* **Problem description**
The stretch wanted below opens at the line containing "let alloc = EntryAllocator::new(Arc::clone(&pages));" and closes at the line containing "pages.flush().unwrap();". Please return it exactly, with no other lines.

□ □ □ □ □

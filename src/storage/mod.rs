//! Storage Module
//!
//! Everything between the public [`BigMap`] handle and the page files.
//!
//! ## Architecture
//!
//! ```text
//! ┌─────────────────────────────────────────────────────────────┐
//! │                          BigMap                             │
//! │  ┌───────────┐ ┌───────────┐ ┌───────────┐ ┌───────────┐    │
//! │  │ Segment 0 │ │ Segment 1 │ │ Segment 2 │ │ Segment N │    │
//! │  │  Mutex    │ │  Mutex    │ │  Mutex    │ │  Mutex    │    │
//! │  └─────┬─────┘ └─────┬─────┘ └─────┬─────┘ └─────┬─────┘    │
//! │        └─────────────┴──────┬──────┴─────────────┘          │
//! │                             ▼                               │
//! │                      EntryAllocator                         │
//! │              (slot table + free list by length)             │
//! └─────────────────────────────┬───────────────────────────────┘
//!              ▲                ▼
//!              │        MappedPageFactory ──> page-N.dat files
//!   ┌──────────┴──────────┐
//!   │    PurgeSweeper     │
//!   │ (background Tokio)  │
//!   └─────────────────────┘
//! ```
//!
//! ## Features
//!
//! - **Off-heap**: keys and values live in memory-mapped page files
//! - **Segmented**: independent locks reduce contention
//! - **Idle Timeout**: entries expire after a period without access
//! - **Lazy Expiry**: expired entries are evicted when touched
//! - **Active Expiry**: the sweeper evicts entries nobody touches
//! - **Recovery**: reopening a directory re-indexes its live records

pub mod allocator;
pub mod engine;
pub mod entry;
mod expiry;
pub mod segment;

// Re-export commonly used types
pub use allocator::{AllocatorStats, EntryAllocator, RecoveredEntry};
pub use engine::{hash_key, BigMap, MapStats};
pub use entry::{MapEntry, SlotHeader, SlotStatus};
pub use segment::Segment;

□ □ □ □ □

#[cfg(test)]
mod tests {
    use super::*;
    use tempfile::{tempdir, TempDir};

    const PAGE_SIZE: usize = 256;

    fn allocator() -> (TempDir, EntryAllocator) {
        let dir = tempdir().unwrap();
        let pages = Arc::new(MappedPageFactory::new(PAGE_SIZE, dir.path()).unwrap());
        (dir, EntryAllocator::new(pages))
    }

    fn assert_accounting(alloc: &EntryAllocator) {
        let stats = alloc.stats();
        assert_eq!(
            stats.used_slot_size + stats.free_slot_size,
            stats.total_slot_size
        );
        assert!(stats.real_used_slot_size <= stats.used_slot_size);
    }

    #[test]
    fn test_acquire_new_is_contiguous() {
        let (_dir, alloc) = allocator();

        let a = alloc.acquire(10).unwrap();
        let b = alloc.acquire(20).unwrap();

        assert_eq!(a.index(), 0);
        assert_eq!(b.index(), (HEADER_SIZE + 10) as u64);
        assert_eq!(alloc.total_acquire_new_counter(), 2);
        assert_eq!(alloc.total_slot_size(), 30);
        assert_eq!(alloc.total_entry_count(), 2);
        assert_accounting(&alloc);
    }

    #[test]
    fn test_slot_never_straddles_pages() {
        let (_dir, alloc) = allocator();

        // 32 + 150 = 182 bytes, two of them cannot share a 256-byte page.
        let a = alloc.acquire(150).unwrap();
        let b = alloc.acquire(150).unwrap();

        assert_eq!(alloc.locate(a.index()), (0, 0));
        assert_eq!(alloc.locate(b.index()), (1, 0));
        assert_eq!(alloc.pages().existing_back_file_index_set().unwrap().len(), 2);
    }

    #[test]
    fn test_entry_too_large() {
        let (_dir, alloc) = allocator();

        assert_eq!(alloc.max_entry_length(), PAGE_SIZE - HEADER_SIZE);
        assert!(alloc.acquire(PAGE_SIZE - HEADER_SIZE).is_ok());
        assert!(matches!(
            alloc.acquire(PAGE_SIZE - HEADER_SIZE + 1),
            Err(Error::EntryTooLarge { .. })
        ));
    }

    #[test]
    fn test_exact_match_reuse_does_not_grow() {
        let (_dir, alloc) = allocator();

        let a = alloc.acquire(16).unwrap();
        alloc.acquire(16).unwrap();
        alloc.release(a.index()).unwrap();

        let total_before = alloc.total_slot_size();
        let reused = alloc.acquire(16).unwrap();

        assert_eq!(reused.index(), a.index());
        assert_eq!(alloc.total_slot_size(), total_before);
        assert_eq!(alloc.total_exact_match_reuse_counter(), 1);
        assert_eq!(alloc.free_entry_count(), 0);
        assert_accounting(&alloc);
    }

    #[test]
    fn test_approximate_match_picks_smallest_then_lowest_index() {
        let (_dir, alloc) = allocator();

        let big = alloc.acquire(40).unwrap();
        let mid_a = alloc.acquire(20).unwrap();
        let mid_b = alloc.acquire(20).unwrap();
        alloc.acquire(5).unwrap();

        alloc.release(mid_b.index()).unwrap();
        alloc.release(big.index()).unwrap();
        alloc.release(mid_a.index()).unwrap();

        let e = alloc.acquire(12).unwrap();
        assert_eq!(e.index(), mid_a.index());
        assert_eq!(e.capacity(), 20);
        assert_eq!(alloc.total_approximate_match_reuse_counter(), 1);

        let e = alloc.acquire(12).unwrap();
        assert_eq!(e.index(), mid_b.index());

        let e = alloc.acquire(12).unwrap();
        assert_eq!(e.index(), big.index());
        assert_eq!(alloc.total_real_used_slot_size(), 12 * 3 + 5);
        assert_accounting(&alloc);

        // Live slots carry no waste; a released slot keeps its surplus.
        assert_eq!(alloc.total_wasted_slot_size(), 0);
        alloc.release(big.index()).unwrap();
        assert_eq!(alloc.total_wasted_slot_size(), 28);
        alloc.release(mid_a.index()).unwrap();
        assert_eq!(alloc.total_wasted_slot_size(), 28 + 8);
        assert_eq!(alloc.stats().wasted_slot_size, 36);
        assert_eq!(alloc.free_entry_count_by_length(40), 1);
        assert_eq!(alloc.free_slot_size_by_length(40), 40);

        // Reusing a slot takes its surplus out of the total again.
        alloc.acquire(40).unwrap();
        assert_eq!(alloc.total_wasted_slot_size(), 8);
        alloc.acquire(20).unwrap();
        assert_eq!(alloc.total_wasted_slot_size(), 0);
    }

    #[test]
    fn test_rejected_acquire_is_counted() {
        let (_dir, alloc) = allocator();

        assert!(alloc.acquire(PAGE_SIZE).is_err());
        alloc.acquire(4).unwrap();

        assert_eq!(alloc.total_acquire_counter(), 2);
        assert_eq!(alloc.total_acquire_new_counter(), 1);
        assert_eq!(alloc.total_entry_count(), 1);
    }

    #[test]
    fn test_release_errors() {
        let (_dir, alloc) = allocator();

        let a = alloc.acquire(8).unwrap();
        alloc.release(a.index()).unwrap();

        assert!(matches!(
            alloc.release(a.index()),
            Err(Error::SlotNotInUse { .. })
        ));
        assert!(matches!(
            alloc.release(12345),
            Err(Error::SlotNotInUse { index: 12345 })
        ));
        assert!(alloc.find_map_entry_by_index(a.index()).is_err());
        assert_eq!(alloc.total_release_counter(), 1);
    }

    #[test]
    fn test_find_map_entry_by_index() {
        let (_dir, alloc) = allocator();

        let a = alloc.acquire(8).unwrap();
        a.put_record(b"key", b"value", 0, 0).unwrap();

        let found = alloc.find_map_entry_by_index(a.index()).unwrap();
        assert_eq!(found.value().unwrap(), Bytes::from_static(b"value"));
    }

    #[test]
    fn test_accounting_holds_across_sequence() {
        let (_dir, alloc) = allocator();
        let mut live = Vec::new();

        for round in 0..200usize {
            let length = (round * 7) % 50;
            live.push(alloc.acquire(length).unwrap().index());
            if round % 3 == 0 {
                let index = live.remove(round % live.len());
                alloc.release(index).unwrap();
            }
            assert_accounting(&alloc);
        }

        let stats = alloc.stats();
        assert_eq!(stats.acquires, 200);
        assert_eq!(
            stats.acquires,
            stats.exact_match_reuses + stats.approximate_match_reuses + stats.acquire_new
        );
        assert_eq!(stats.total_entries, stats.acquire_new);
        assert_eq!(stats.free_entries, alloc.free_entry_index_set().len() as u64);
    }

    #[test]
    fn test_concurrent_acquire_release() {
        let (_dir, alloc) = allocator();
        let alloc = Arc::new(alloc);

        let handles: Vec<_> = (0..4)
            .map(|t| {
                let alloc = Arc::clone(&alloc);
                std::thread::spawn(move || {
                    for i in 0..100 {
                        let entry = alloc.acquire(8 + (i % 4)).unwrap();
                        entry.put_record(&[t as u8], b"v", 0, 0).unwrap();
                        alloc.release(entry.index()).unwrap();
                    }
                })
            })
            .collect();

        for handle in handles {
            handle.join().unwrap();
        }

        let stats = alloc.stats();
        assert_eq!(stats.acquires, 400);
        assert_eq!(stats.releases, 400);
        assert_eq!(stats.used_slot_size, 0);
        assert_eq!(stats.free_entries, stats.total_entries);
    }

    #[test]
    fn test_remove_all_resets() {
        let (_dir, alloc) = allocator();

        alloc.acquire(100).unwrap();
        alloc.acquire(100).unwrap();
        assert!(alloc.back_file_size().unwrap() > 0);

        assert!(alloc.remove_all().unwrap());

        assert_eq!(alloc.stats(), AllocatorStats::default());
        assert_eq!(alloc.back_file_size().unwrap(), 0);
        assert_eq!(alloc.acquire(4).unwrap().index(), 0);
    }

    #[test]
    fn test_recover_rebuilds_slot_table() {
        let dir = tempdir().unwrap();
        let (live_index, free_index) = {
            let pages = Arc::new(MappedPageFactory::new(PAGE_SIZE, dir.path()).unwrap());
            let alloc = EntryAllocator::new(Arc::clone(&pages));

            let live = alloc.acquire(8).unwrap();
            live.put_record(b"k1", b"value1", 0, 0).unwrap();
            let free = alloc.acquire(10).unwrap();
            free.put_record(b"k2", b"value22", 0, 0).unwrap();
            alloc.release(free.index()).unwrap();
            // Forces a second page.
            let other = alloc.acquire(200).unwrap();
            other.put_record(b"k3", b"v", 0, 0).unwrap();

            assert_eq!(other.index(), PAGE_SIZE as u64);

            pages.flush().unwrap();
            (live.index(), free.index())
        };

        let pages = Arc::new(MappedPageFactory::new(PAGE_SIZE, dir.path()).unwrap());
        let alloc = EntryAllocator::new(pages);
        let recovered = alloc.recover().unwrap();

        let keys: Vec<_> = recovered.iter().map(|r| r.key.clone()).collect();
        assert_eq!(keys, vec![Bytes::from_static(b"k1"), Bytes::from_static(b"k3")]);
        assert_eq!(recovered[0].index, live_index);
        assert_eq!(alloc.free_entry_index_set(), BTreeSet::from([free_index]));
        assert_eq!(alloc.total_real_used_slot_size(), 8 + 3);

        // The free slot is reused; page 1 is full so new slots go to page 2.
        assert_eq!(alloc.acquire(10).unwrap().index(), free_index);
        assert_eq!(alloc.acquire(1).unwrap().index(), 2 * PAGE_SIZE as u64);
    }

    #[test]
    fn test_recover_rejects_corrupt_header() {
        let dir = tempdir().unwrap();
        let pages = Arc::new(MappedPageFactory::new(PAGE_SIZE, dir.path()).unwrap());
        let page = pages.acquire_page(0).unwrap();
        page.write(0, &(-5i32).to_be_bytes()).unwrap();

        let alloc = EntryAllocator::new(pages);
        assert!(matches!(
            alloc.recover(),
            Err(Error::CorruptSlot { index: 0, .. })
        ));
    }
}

□ □ □ □ □

* **Answer to the exercise**
            let alloc = EntryAllocator::new(Arc::clone(&pages));

            let live = alloc.acquire(8).unwrap();
            live.put_record(b"k1", b"value1", 0, 0).unwrap();
            let free = alloc.acquire(10).unwrap();
            free.put_record(b"k2", b"value22", 0, 0).unwrap();
            alloc.release(free.index()).unwrap();
            // Forces a second page.
            let other = alloc.acquire(200).unwrap();
            other.put_record(b"k3", b"v", 0, 0).unwrap();

            assert_eq!(other.index(), PAGE_SIZE as u64);

            pages.flush().unwrap();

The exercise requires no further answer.